By Gina Crowell, LPC Published in BucksCo.Today on November 26, 2025
The holiday season is often associated with joy and togetherness, but for many of us, it can be a period of significant stress and loneliness. The pressure to create a “perfect” experience, coupled with financial concerns, busy schedules, and family dynamics, often heightens existing mental health challenges. Anxiety and depression may worsen, managing strong emotions becomes more difficult, and family or partner conflict gets more intense. It is essential to recognize and acknowledge your emotions during the holiday season. Although this is easier said than done, we have put together a few tips for you that will help.
Set realistic expectations and acknowledge that the holidays do not have to be perfect
Social media and holiday movies may portray unrealistic themes that are impossible to recreate. As caregivers and parents, we treasure the spirit and innocence of childhood and want to make the holiday time magical for our children. Yet many of us get caught up in the “holiday machine.”
What begins with good intentions can quickly turn into a stress-induced frenzy — packed schedules, endless to-dos, and hyper-focus on the little details. Before we know it, everyone is exhausted and overstimulated.
I’ve never had an adult sit across from me in my office and share the pain of not getting the gift they wanted during the holidays or not having a perfectly decorated home. And here’s the truth: what your children treasure most during the holidays is your presence, your consistency, and your warmth. The magic is in your relationship.
Acknowledge your grief and loss
Holidays can be extremely difficult when grieving the loss of a loved one; they tend to magnify our feelings, which may show up as irritability, numbness, or anger, in addition to sadness and depression.
Grief is a unique process that is different for everyone. Grief is not always about the death of a loved one; it could be the loss of a home, an important tradition, a stage of life, or a dream for the future.
Be kind and gentle with yourself; avoid overcommitting; and let someone else handle the cooking, shopping, and decorating, if possible. Also, it’s very important to plan for the special day or moment when it will be the most difficult without a loved one.
Acknowledge this loss by having a physical reminder of your loved one, such as lighting a candle or having a place setting at the table. Remember to include others in your plans and don’t be afraid of upsetting others by talking about your feelings. It is likely that family and friends are grieving, too, and will welcome the opportunity to talk openly.

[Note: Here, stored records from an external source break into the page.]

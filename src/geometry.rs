//! Vectors and points in 3D space.

use crate::num::BFloat;
use std::{
    fmt,
    ops::{Add, Div, Index, Mul, Neg, Sub},
};

#[cfg(feature = "serialization")]
use serde::Serialize;

#[cfg(any(test, feature = "for-testing"))]
use approx::{AbsDiffEq, RelativeEq};

/// Denotes the x-, y- or z-dimension.
#[derive(Clone, Copy, Debug, PartialEq, Eq)]
pub enum Dim3 {
    X = 0,
    Y = 1,
    Z = 2,
}

impl Dim3 {
    /// Creates an array for iterating over the x-, y- and z-dimensions.
    pub fn slice() -> [Self; 3] {
        [Self::X, Self::Y, Self::Z]
    }

    /// Returns the number of the dimension.
    pub fn num(self) -> usize {
        self as usize
    }
}

use Dim3::{X, Y, Z};

/// Any quantity with one component per spatial dimension.
#[derive(Clone, Copy, Debug, PartialEq)]
#[cfg_attr(feature = "serialization", derive(Serialize))]
pub struct In3D<T>([T; 3]);

impl<T> In3D<T> {
    pub fn new(x: T, y: T, z: T) -> Self {
        Self([x, y, z])
    }

    /// Creates a new 3D quantity by evaluating the given component
    /// constructor for each dimension.
    pub fn with_each_component<C>(create_component: C) -> Self
    where
        C: Fn(Dim3) -> T,
    {
        Self::new(
            create_component(X),
            create_component(Y),
            create_component(Z),
        )
    }

    fn map<U, M: Fn(&T) -> U>(&self, transform: M) -> In3D<U> {
        In3D::with_each_component(|dim| transform(&self[dim]))
    }

    fn zip_with<U, V, M: Fn(&T, &U) -> V>(&self, other: &In3D<U>, combine: M) -> In3D<V> {
        In3D::with_each_component(|dim| combine(&self[dim], &other[dim]))
    }
}

impl<T> Index<Dim3> for In3D<T> {
    type Output = T;
    fn index(&self, dim: Dim3) -> &Self::Output {
        &self.0[dim.num()]
    }
}

impl<'a, T> IntoIterator for &'a In3D<T> {
    type Item = &'a T;
    type IntoIter = ::std::slice::Iter<'a, T>;

    fn into_iter(self) -> Self::IntoIter {
        self.0.iter()
    }
}

impl<T: fmt::Display> fmt::Display for In3D<T> {
    fn fmt(&self, f: &mut fmt::Formatter<'_>) -> fmt::Result {
        write!(f, "({}, {}, {})", self[X], self[Y], self[Z])
    }
}

#[cfg(any(test, feature = "for-testing"))]
impl<T> AbsDiffEq for In3D<T>
where
    T: AbsDiffEq,
    T::Epsilon: Copy,
{
    type Epsilon = T::Epsilon;

    fn default_epsilon() -> Self::Epsilon {
        T::default_epsilon()
    }

    fn abs_diff_eq(&self, other: &Self, epsilon: Self::Epsilon) -> bool {
        Dim3::slice()
            .into_iter()
            .all(|dim| self[dim].abs_diff_eq(&other[dim], epsilon))
    }
}

#[cfg(any(test, feature = "for-testing"))]
impl<T> RelativeEq for In3D<T>
where
    T: RelativeEq,
    T::Epsilon: Copy,
{
    fn default_max_relative() -> Self::Epsilon {
        T::default_max_relative()
    }

    fn relative_eq(
        &self,
        other: &Self,
        epsilon: Self::Epsilon,
        max_relative: Self::Epsilon,
    ) -> bool {
        Dim3::slice()
            .into_iter()
            .all(|dim| self[dim].relative_eq(&other[dim], epsilon, max_relative))
    }
}

/// Implements the traits shared by `Vec3` and `Point3` by forwarding to
/// the wrapped `In3D`.
macro_rules! impl_components_3d {
    ($T:ident) => {
        impl<F: BFloat> $T<F> {
            /// Creates a new instance given the three components.
            pub fn new(x: F, y: F, z: F) -> Self {
                Self(In3D::new(x, y, z))
            }

            /// Creates a new instance by evaluating the given component
            /// constructor for each dimension.
            pub fn with_each_component<C>(create_component: C) -> Self
            where
                C: Fn(Dim3) -> F,
            {
                Self(In3D::with_each_component(create_component))
            }

            /// Whether all the components are finite.
            pub fn is_finite(&self) -> bool {
                self.0.into_iter().all(|component| component.is_finite())
            }
        }

        impl<F: BFloat> Index<Dim3> for $T<F> {
            type Output = F;
            fn index(&self, dim: Dim3) -> &Self::Output {
                &self.0[dim]
            }
        }

        impl<'a, F: BFloat> IntoIterator for &'a $T<F> {
            type Item = &'a F;
            type IntoIter = ::std::slice::Iter<'a, F>;

            fn into_iter(self) -> Self::IntoIter {
                self.0.into_iter()
            }
        }

        impl<F: BFloat + fmt::Display> fmt::Display for $T<F> {
            fn fmt(&self, f: &mut fmt::Formatter<'_>) -> fmt::Result {
                fmt::Display::fmt(&self.0, f)
            }
        }

        #[cfg(any(test, feature = "for-testing"))]
        impl<F> AbsDiffEq for $T<F>
        where
            F: BFloat + AbsDiffEq,
            F::Epsilon: Copy,
        {
            type Epsilon = F::Epsilon;

            fn default_epsilon() -> Self::Epsilon {
                F::default_epsilon()
            }

            fn abs_diff_eq(&self, other: &Self, epsilon: Self::Epsilon) -> bool {
                self.0.abs_diff_eq(&other.0, epsilon)
            }
        }

        #[cfg(any(test, feature = "for-testing"))]
        impl<F> RelativeEq for $T<F>
        where
            F: BFloat + RelativeEq,
            F::Epsilon: Copy,
        {
            fn default_max_relative() -> Self::Epsilon {
                F::default_max_relative()
            }

            fn relative_eq(
                &self,
                other: &Self,
                epsilon: Self::Epsilon,
                max_relative: Self::Epsilon,
            ) -> bool {
                self.0.relative_eq(&other.0, epsilon, max_relative)
            }
        }
    };
}

/// A 3D vector.
#[derive(Clone, Copy, Debug, PartialEq)]
#[cfg_attr(feature = "serialization", derive(Serialize))]
pub struct Vec3<F>(In3D<F>);

impl_components_3d!(Vec3);

impl<F: BFloat> Vec3<F> {
    pub fn zero() -> Self {
        Self::new(F::zero(), F::zero(), F::zero())
    }

    /// Creates a new unit vector along the given dimension.
    pub fn unit(dim: Dim3) -> Self {
        Self::with_each_component(|d| if d == dim { F::one() } else { F::zero() })
    }

    /// Constructs a new point from the vector components.
    pub fn to_point3(&self) -> Point3<F> {
        Point3(self.0)
    }

    /// Computes the length of the vector.
    ///
    /// Uses `hypot`, so the result stays finite for any vector with finite
    /// components whose true length is representable.
    pub fn length(&self) -> F {
        self[X].hypot(self[Y]).hypot(self[Z])
    }

    pub fn is_zero(&self) -> bool {
        self.0.into_iter().all(|component| component.is_zero())
    }

    /// Computes the dot product of the vector with another vector.
    pub fn dot(&self, other: &Self) -> F {
        self[X] * other[X] + self[Y] * other[Y] + self[Z] * other[Z]
    }

    /// Computes the cross product of the vector with another vector.
    pub fn cross(&self, other: &Self) -> Self {
        Self::new(
            self[Y] * other[Z] - self[Z] * other[Y],
            self[Z] * other[X] - self[X] * other[Z],
            self[X] * other[Y] - self[Y] * other[X],
        )
    }

    /// Returns a unit length copy of the vector, or `None` if the vector
    /// has zero or non-finite length.
    pub fn normalized(&self) -> Option<Self> {
        let length = self.length();
        (length.is_finite() && length > F::zero()).then(|| self / length)
    }
}

impl<'a, F: BFloat> Add<&'a Vec3<F>> for &'a Vec3<F> {
    type Output = Vec3<F>;
    fn add(self, other: Self) -> Self::Output {
        Vec3(self.0.zip_with(&other.0, |&a, &b| a + b))
    }
}

impl<'a, F: BFloat> Sub<&'a Vec3<F>> for &'a Vec3<F> {
    type Output = Vec3<F>;
    fn sub(self, other: Self) -> Self::Output {
        Vec3(self.0.zip_with(&other.0, |&a, &b| a - b))
    }
}

impl<F: BFloat> Mul<F> for &Vec3<F> {
    type Output = Vec3<F>;
    fn mul(self, factor: F) -> Self::Output {
        Vec3(self.0.map(|&a| a * factor))
    }
}

impl<F: BFloat> Mul<F> for Vec3<F> {
    type Output = Self;
    fn mul(self, factor: F) -> Self::Output {
        &self * factor
    }
}

impl<F: BFloat> Div<F> for &Vec3<F> {
    type Output = Vec3<F>;
    fn div(self, divisor: F) -> Self::Output {
        Vec3(self.0.map(|&a| a / divisor))
    }
}

impl<F: BFloat> Neg for Vec3<F> {
    type Output = Self;
    fn neg(self) -> Self::Output {
        Vec3(self.0.map(|&a| -a))
    }
}

/// A 3D spatial coordinate.
#[derive(Clone, Copy, Debug, PartialEq)]
#[cfg_attr(feature = "serialization", derive(Serialize))]
pub struct Point3<F>(In3D<F>);

impl_components_3d!(Point3);

impl<F: BFloat> Point3<F> {
    pub fn origin() -> Self {
        Self::new(F::zero(), F::zero(), F::zero())
    }

    /// Constructs a new vector from the point components.
    pub fn to_vec3(&self) -> Vec3<F> {
        Vec3(self.0)
    }

    /// Computes the Euclidean distance to the given point.
    pub fn distance_to(&self, other: &Self) -> F {
        (other - self).length()
    }
}

impl<'a, F: BFloat> Sub<&'a Point3<F>> for &'a Point3<F> {
    type Output = Vec3<F>;
    fn sub(self, other: &Point3<F>) -> Self::Output {
        Vec3(self.0.zip_with(&other.0, |&a, &b| a - b))
    }
}

impl<'a, F: BFloat> Add<&'a Vec3<F>> for &'a Point3<F> {
    type Output = Point3<F>;
    fn add(self, vector: &Vec3<F>) -> Self::Output {
        Point3(self.0.zip_with(&vector.0, |&a, &b| a + b))
    }
}

impl<'a, F: BFloat> Sub<&'a Vec3<F>> for &'a Point3<F> {
    type Output = Point3<F>;
    fn sub(self, vector: &Vec3<F>) -> Self::Output {
        Point3(self.0.zip_with(&vector.0, |&a, &b| a - b))
    }
}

Managing expectations and boundaries is a cornerstone of holiday mental health maintenance
Be open about your capacity and learn to politely decline invitations or requests that stretch your limits. Establishing and communicating boundaries with family members regarding sensitive topics like politics, time commitments, or personal space before gatherings can proactively prevent conflicts and reduce anxiety.
Remember that not only is it acceptable to take a break from a social function to recharge or to leave early if you feel overwhelmed, but it is also recommended. Prioritizing your well-being over the perceived expectations of others is a crucial step in navigating the season without burnout.
Foster connections that bring you genuine support and comfort, and do not hesitate to seek professional help if needed
Focus on the quality of interactions, rather than the quantity of events attended. Reach out to trusted friends or family members who uplift you; listen to your favorite music, read, or watch a favorite movie. If you find your mental health deteriorating significantly, remember that resources are available. Do not hesitate to contact a therapist, a local mental health support group, or a crisis hotline for assistance, such as the 988 Suicide & Crisis Lifeline. Prioritizing mental wellness is a gift you give yourself and your loved ones during this season.